Joe Biden and Barack Obama in 2008. Photo by Daniel Schwen via Wikimedia Commons.

Biden would consider Obama as Supreme Court nominee

Democratic presidential candidate and former Vice President Joe Biden said Dec. 28 he would appoint former President Barack Obama to the U.S. Supreme Court, if he would take the position. Biden spoke in response to a question at a campaign event. Biden, who was Obama’s vice president, went on to say he would appoint people to the Supreme Court who see the Constitution as a living document. “I said years ago, I’ll be satisfied when half the court is women,” Biden said. (CNN, the New York Times)
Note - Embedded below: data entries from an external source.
//! Terminal presentation
//!
//! Pure presentation glue: colored per-test lines, failure diagnostics, and
//! the session recap. All comparison logic lives elsewhere; this module only
//! renders what it is handed.

use std::io::{self, Write};
use std::path::Path;

use termcolor::{Color, ColorChoice, ColorSpec, NoColor, StandardStream, WriteColor};

use crate::expectation::Expectation;
use crate::runner::RunOutcome;

/// Report lines are padded with dots out to this column.
const LINE_WIDTH: usize = 80;

/// Writes the harness's user-facing output.
pub struct Reporter {
    out: Box<dyn WriteColor>,
}

impl Reporter {
    /// Reporter writing colored output to stdout.
    pub fn stdout() -> Self {
        Self {
            out: Box::new(StandardStream::stdout(ColorChoice::Auto)),
        }
    }

    /// Reporter that swallows all output. Used by tests.
    pub fn sink() -> Self {
        Self {
            out: Box::new(NoColor::new(io::sink())),
        }
    }

    /// Reporter writing uncolored output to an arbitrary writer.
    pub fn plain(writer: Box<dyn io::Write>) -> Self {
        Self {
            out: Box::new(NoColor::new(writer)),
        }
    }

    /// `[TEST] <path>......SUCCESS`
    pub fn success_line(&mut self, path: &Path) -> io::Result<()> {
        self.test_line(path, "SUCCESS", Color::Green)
    }

    /// `[TEST] <path>.......FAILED`
    pub fn failure_line(&mut self, path: &Path) -> io::Result<()> {
        self.test_line(path, "FAILED", Color::Red)
    }

    /// `[TEST] <path>......IGNORED`
    pub fn ignored_line(&mut self, path: &Path) -> io::Result<()> {
        self.test_line(path, "IGNORED", Color::Magenta)
    }

    fn test_line(&mut self, path: &Path, status: &str, color: Color) -> io::Result<()> {
        let left = format!("[TEST] {}", path.display());
        let width = LINE_WIDTH.saturating_sub(left.len());
        self.out.set_color(ColorSpec::new().set_fg(Some(color)))?;
        writeln!(self.out, "{left}{status:.>width$}")?;
        self.out.reset()
    }

    /// Actual-vs-expected payloads for one failing fixture.
    pub fn failure_detail(
        &mut self,
        expectation: &Expectation,
        outcome: &RunOutcome,
    ) -> io::Result<()> {
        self.out.set_color(ColorSpec::new().set_fg(Some(Color::Red)))?;
        match expectation {
            Expectation::Text(expected) => {
                writeln!(self.out, "[NOTE] Got:      {:?}", outcome.stdout_text())?;
                writeln!(self.out, "[NOTE] Expected: {expected:?}")?;
            }
            Expectation::Failure => {
                writeln!(self.out, "[NOTE] Got:      {}", outcome.status_label())?;
                writeln!(self.out, "[NOTE] Expected: (fail)")?;
            }
            Expectation::Ignore => {}
        }
        if outcome.is_timeout() {
            writeln!(self.out, "[NOTE] Run was killed at the per-fixture deadline")?;
        }
        self.out.reset()
    }

    /// Final recap line with the session counters.
    pub fn recap(&mut self, succeeding: usize, failed: usize, ignored: usize) -> io::Result<()> {
        self.out
            .set_color(ColorSpec::new().set_fg(Some(Color::Magenta)))?;
        write!(self.out, "\n[RECAP] ")?;
        self.out.set_color(ColorSpec::new().set_fg(Some(Color::Green)))?;
        write!(self.out, "succeeding: {succeeding}")?;
        self.out.set_color(ColorSpec::new().set_fg(Some(Color::Red)))?;
        write!(self.out, ", failed: {failed}")?;
        self.out
            .set_color(ColorSpec::new().set_fg(Some(Color::Magenta)))?;
        writeln!(self.out, ", ignored: {ignored}")?;
        self.out.reset()
    }

    /// `[BUILD] Built target <name>`
    pub fn build_line(&mut self, target: &str) -> io::Result<()> {
        self.out.set_color(ColorSpec::new().set_fg(Some(Color::Green)))?;
        writeln!(self.out, "[BUILD] Built target {target}")?;
        self.out.reset()
    }

    /// `[INFO] Ran <fixture> saved stdout -> <sidecar>`
    pub fn captured_line(&mut self, fixture: &Path, sidecar: &Path) -> io::Result<()> {
        self.out
            .set_color(ColorSpec::new().set_fg(Some(Color::Magenta)))?;
        writeln!(
            self.out,
            "[INFO] Ran {:<40} saved stdout -> {}",
            fixture.display(),
            sidecar.display()
        )?;
        self.out.reset()
    }

    /// General informational line.
    pub fn info_line(&mut self, message: &str) -> io::Result<()> {
        self.out
            .set_color(ColorSpec::new().set_fg(Some(Color::Magenta)))?;
        writeln!(self.out, "[INFO] {message}")?;
        self.out.reset()
    }

    /// Single-line fatal diagnostic.
    pub fn error_line(&mut self, message: &str) -> io::Result<()> {
        self.out.set_color(ColorSpec::new().set_fg(Some(Color::Red)))?;
        writeln!(self.out, "[ERROR] {message}")?;
        self.out.reset()
    }
}

#[cfg(test)]
mod tests {
    use std::sync::{Arc, Mutex};

    use super::*;
    use crate::runner::RunOutcome;

    /// Writer capturing everything written through the reporter.
    #[derive(Clone, Default)]
    struct Capture(Arc<Mutex<Vec<u8>>>);

    impl io::Write for Capture {
        fn write(&mut self, buf: &[u8]) -> io::Result<usize> {
            self.0.lock().unwrap().extend_from_slice(buf);
            Ok(buf.len())
        }
        fn flush(&mut self) -> io::Result<()> {
            Ok(())
        }
    }

    fn captured(f: impl FnOnce(&mut Reporter)) -> String {
        let capture = Capture::default();
        let mut reporter = Reporter::plain(Box::new(capture.clone()));
        f(&mut reporter);
        let bytes = capture.0.lock().unwrap().clone();
        String::from_utf8(bytes).unwrap()
    }

    #[test]
    fn test_line_is_dot_padded_to_eighty_columns() {
        let text = captured(|r| r.success_line(Path::new("tests/a.t")).unwrap());
        let line = text.lines().next().unwrap();
        assert_eq!(line.len(), 80);
        assert!(line.starts_with("[TEST] tests/a.t"));
        assert!(line.ends_with("...SUCCESS"));
    }

    #[test]
    fn failure_detail_shows_both_payloads() {
        let expectation = Expectation::Text("expected text".to_string());
        let outcome = RunOutcome::completed(b"actual text".to_vec(), Some(0));
        let text = captured(|r| r.failure_detail(&expectation, &outcome).unwrap());
        assert!(text.contains("Got:      \"actual text\""));
        assert!(text.contains("Expected: \"expected text\""));
    }

    #[test]
    fn failure_detail_for_expected_failure_shows_exit_status() {
        let outcome = RunOutcome::completed(Vec::new(), Some(0));
        let text = captured(|r| r.failure_detail(&Expectation::Failure, &outcome).unwrap());
        assert!(text.contains("Got:      exit code 0"));
        assert!(text.contains("Expected: (fail)"));
    }

    #[test]
    fn recap_prints_all_three_counters() {
        let text = captured(|r| r.recap(3, 1, 2).unwrap());
        assert!(text.contains("succeeding: 3"));
        assert!(text.contains("failed: 1"));
        assert!(text.contains("ignored: 2"));
    }
}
Judge tentatively awards $12.8M to 22 women who said they were duped into appearing in porn

Judge Kevin Enright of San Diego issued a tentative decision Thursday that awarded $12.8 million to 22 young women who said they were duped in appearing in pornography for GirlsDoPorn. The women answered Craigslist ads for modeling jobs and were then recruited for porn work, with false assurances that the videos would appear only on DVDs for overseas clients, Enright said. In reality, the videos were posted to the GirlsDoPorn website and on Pornhub. New Zealand native Michael James Pratt, who launched GirlDoPorn in 2009, has disappeared while facing charges of sex trafficking. The woman who initiated the lawsuit was a law student who went on to pass the bar exam but doesn’t want to be a lawyer because of the video’s impact on her reputation. (The Recorder, Ars Technica, the Washington Post, Enright’s tentative decision)

Former public defener without a law license enters guilty plea

A former assistant public defender who never passed the bar exam pleaded guilty Friday to impersonating a lawyer. Kelcie Miller, 26, of Edwardsville, Illinois, worked at the Madison County, Illinois, public defender’s office from October 2018 until May 2019, when a judge discovered that she didn’t have a law license. She will have to pay more than $40,000 in restitution to cover the salary and benefits that she received and will serve 30 months of probation. (The St. Louis Post-Dispatch, the Belleville News-Democrat, press release)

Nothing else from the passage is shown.